** Material for the task follows **

//! Multi-player rules: shared track, bumping, Sorry and Eleven swaps.

use sorry_mcts::core::{Action, Card, GameRng, PlayerColor, SorryError};
use sorry_mcts::game::Sorry;
use sorry_mcts::rules::{board, RuleConfig};

const GREEN_HAND: [Card; 5] = [Card::Sorry, Card::Eleven, Card::Three, Card::Five, Card::Eight];

/// Green (to move) against one opponent, with Green holding `GREEN_HAND`.
fn green_vs(opponent: PlayerColor, green: [u8; 4], theirs: [u8; 4]) -> Sorry {
    let mut game = Sorry::new(&[PlayerColor::Green, opponent], RuleConfig::default()).unwrap();
    game.set_starting_cards(PlayerColor::Green, GREEN_HAND).unwrap();
    game.set_starting_positions(PlayerColor::Green, green).unwrap();
    game.set_starting_positions(opponent, theirs).unwrap();
    game.draw_random_starting_cards(&mut GameRng::new(5)).unwrap();
    game
}

fn green_vs_blue(green: [u8; 4], blue: [u8; 4]) -> Sorry {
    green_vs(PlayerColor::Blue, green, blue)
}

// =============================================================================
// Setup
// =============================================================================

#[test]
fn test_seat_validation() {
    assert!(matches!(
        Sorry::new(&[], RuleConfig::default()),
        Err(SorryError::InvalidPlayers { .. })
    ));
    let all = PlayerColor::ALL;
    let five = [all[0], all[1], all[2], all[3], all[0]];
    assert!(matches!(
        Sorry::new(&five, RuleConfig::default()),
        Err(SorryError::InvalidPlayers { .. })
    ));

    let game = Sorry::new(&all, RuleConfig::default()).unwrap();
    assert_eq!(game.player_count(), 4);
    assert_eq!(game.player_turn(), PlayerColor::Green);
}

#[test]
fn test_starting_squares_do_not_overlap() {
    let game = Sorry::new(&PlayerColor::ALL, RuleConfig::default()).unwrap();
    let squares: Vec<_> = game
        .players()
        .iter()
        .map(|p| board::to_track(p.color(), p.positions()[0]).unwrap())
        .collect();
    assert_eq!(squares, vec![2, 17, 32, 47]);
}

#[test]
fn test_turn_order_follows_seats() {
    let mut rng = GameRng::new(1);
    let colors = [PlayerColor::Yellow, PlayerColor::Red];
    let mut game = Sorry::new(&colors, RuleConfig::default()).unwrap();
    game.draw_random_starting_cards(&mut rng).unwrap();

    assert_eq!(game.player_turn(), PlayerColor::Yellow);
    let action = game.get_actions().unwrap()[0];
    game.do_action(&action, &mut rng).unwrap();
    assert_eq!(game.player_turn(), PlayerColor::Red);

    game.set_turn(PlayerColor::Yellow).unwrap();
    assert_eq!(game.player_turn(), PlayerColor::Yellow);
}

// =============================================================================
// Opponent Interaction
// =============================================================================

#[test]
fn test_sorry_targets_every_opponent_on_track() {
    // Blue's 5 and 40 are Green's 35 and 10; Blue's safety square is out of reach.
    let game = green_vs_blue([2, 0, 0, 0], [5, 40, 63, 0]);
    let sorry: Vec<_> = game
        .get_actions()
        .unwrap()
        .into_iter()
        .filter(|a| matches!(a, Action::SingleMove { card: Card::Sorry, piece: 1, .. }))
        .collect();

    assert_eq!(
        sorry,
        vec![
            Action::SingleMove { card: Card::Sorry, piece: 1, destination: 35 },
            Action::SingleMove { card: Card::Sorry, piece: 1, destination: 10 },
        ]
    );
}

#[test]
fn test_sorry_needs_a_piece_in_start() {
    let game = green_vs_blue([2, 20, 25, 30], [5, 0, 0, 0]);
    let actions = game.get_actions().unwrap();
    assert!(!actions
        .iter()
        .any(|a| matches!(a, Action::SingleMove { card: Card::Sorry, destination: 35, .. })));
}

#[test]
fn test_sorry_onto_slide_carries_the_mover() {
    let mut rng = GameRng::new(9);
    // Red's 59 is Green's 14, a slide start; Red's 1 (Green's 16) is swept too.
    let mut game = green_vs(PlayerColor::Red, [2, 0, 0, 0], [59, 1, 0, 0]);
    let action = Action::SingleMove { card: Card::Sorry, piece: 1, destination: 14 };
    assert!(game.get_actions().unwrap().contains(&action));

    game.do_action(&action, &mut rng).unwrap();
    assert_eq!(game.piece_positions(PlayerColor::Green).unwrap(), [2, 17, 0, 0]);
    assert_eq!(game.piece_positions(PlayerColor::Red).unwrap(), [0, 0, 0, 0]);
}

#[test]
fn test_swap_trades_places() {
    let mut rng = GameRng::new(9);
    // Blue's 5 is Green's 35.
    let mut game = green_vs_blue([20, 0, 0, 0], [5, 0, 0, 0]);
    let swap = Action::Swap { card: Card::Eleven, piece: 0, destination: 35 };
    assert!(game.get_actions().unwrap().contains(&swap));

    game.do_action(&swap, &mut rng).unwrap();
    assert_eq!(game.piece_positions(PlayerColor::Green).unwrap(), [35, 0, 0, 0]);
    // Green's 20 is Blue's 50.
    assert_eq!(game.piece_positions(PlayerColor::Blue).unwrap(), [50, 0, 0, 0]);
    assert_eq!(game.player_turn(), PlayerColor::Blue);
}

#[test]
fn test_swap_needs_piece_on_track() {
    let game = green_vs_blue([0, 0, 63, 66], [5, 0, 0, 0]);
    assert!(!game.get_actions().unwrap().iter().any(|a| matches!(a, Action::Swap { .. })));
}

#[test]
fn test_landing_sends_opponent_home_to_start() {
    let mut rng = GameRng::new(9);
    // Green plays Five from 30 to Green's 35, where Blue's piece 0 sits.
    let mut game = green_vs_blue([30, 0, 0, 0], [5, 10, 0, 0]);
    let action = Action::SingleMove { card: Card::Five, piece: 0, destination: 35 };
    game.do_action(&action, &mut rng).unwrap();
    assert_eq!(game.piece_positions(PlayerColor::Blue).unwrap(), [0, 10, 0, 0]);
}

// =============================================================================
// Rule Variants
// =============================================================================

#[test]
fn test_two_extra_turn_variant() {
    let rules = RuleConfig::default().with_extra_turn_on_two(true);
    let mut game = Sorry::new(&[PlayerColor::Green, PlayerColor::Red], rules).unwrap();
    let hand = [Card::Two, Card::Two, Card::Three, Card::Five, Card::Eight];
    game.set_starting_cards(PlayerColor::Green, hand).unwrap();
    game.draw_random_starting_cards(&mut GameRng::new(1)).unwrap();

    let mut rng = GameRng::new(2);
    let two = Action::SingleMove { card: Card::Two, piece: 0, destination: 4 };
    game.do_action(&two, &mut rng).unwrap();
    assert_eq!(game.player_turn(), PlayerColor::Green);

    let three = Action::SingleMove { card: Card::Three, piece: 0, destination: 7 };
    game.do_action(&three, &mut rng).unwrap();
    assert_eq!(game.player_turn(), PlayerColor::Red);
}

#[test]
fn test_first_finisher_wins() {
    let mut rng = GameRng::new(3);
    let colors = [PlayerColor::Blue, PlayerColor::Yellow];
    let mut game = Sorry::new(&colors, RuleConfig::default()).unwrap();
    game.draw_random_starting_cards(&mut rng).unwrap();

    while !game.game_done() {
        let actions = game.get_actions().unwrap();
        let action = *rng.choose(&actions).unwrap();
        game.do_action(&action, &mut rng).unwrap();
    }

    let winner = game.winner().unwrap();
    assert!(game.player(winner).unwrap().is_finished());
    let finished = game.players().iter().filter(|p| p.is_finished()).count();
    assert_eq!(finished, 1);
}

#[test]
fn test_display_hides_other_hands() {
    let game = green_vs_blue([2, 0, 0, 0], [5, 0, 0, 0]);
    let text = game.to_string();
    assert!(text.starts_with("{Deck:35,Turn:Green,(Green:Three,Five,Eight,Eleven,Sorry|2,0,0,0)"));
    assert!(text.ends_with("(Blue:?|5,0,0,0)}"));
    assert!(!game.to_string_revealed().contains('?'));
}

** End of Material for the task **

Your task → Set the lines down exactly, from the first line of the records to the line where "let mut rng = GameRng::new(1);" appears, with both ends kept.

Reply →
//! Multi-player rules: shared track, bumping, Sorry and Eleven swaps.

use sorry_mcts::core::{Action, Card, GameRng, PlayerColor, SorryError};
use sorry_mcts::game::Sorry;
use sorry_mcts::rules::{board, RuleConfig};

const GREEN_HAND: [Card; 5] = [Card::Sorry, Card::Eleven, Card::Three, Card::Five, Card::Eight];

/// Green (to move) against one opponent, with Green holding `GREEN_HAND`.
fn green_vs(opponent: PlayerColor, green: [u8; 4], theirs: [u8; 4]) -> Sorry {
    let mut game = Sorry::new(&[PlayerColor::Green, opponent], RuleConfig::default()).unwrap();
    game.set_starting_cards(PlayerColor::Green, GREEN_HAND).unwrap();
    game.set_starting_positions(PlayerColor::Green, green).unwrap();
    game.set_starting_positions(opponent, theirs).unwrap();
    game.draw_random_starting_cards(&mut GameRng::new(5)).unwrap();
    game
}

fn green_vs_blue(green: [u8; 4], blue: [u8; 4]) -> Sorry {
    green_vs(PlayerColor::Blue, green, blue)
}

// =============================================================================
// Setup
// =============================================================================

#[test]
fn test_seat_validation() {
    assert!(matches!(
        Sorry::new(&[], RuleConfig::default()),
        Err(SorryError::InvalidPlayers { .. })
    ));
    let all = PlayerColor::ALL;
    let five = [all[0], all[1], all[2], all[3], all[0]];
    assert!(matches!(
        Sorry::new(&five, RuleConfig::default()),
        Err(SorryError::InvalidPlayers { .. })
    ));

    let game = Sorry::new(&all, RuleConfig::default()).unwrap();
    assert_eq!(game.player_count(), 4);
    assert_eq!(game.player_turn(), PlayerColor::Green);
}

#[test]
fn test_starting_squares_do_not_overlap() {
    let game = Sorry::new(&PlayerColor::ALL, RuleConfig::default()).unwrap();
    let squares: Vec<_> = game
        .players()
        .iter()
        .map(|p| board::to_track(p.color(), p.positions()[0]).unwrap())
        .collect();
    assert_eq!(squares, vec![2, 17, 32, 47]);
}

#[test]
fn test_turn_order_follows_seats() {
    let mut rng = GameRng::new(1);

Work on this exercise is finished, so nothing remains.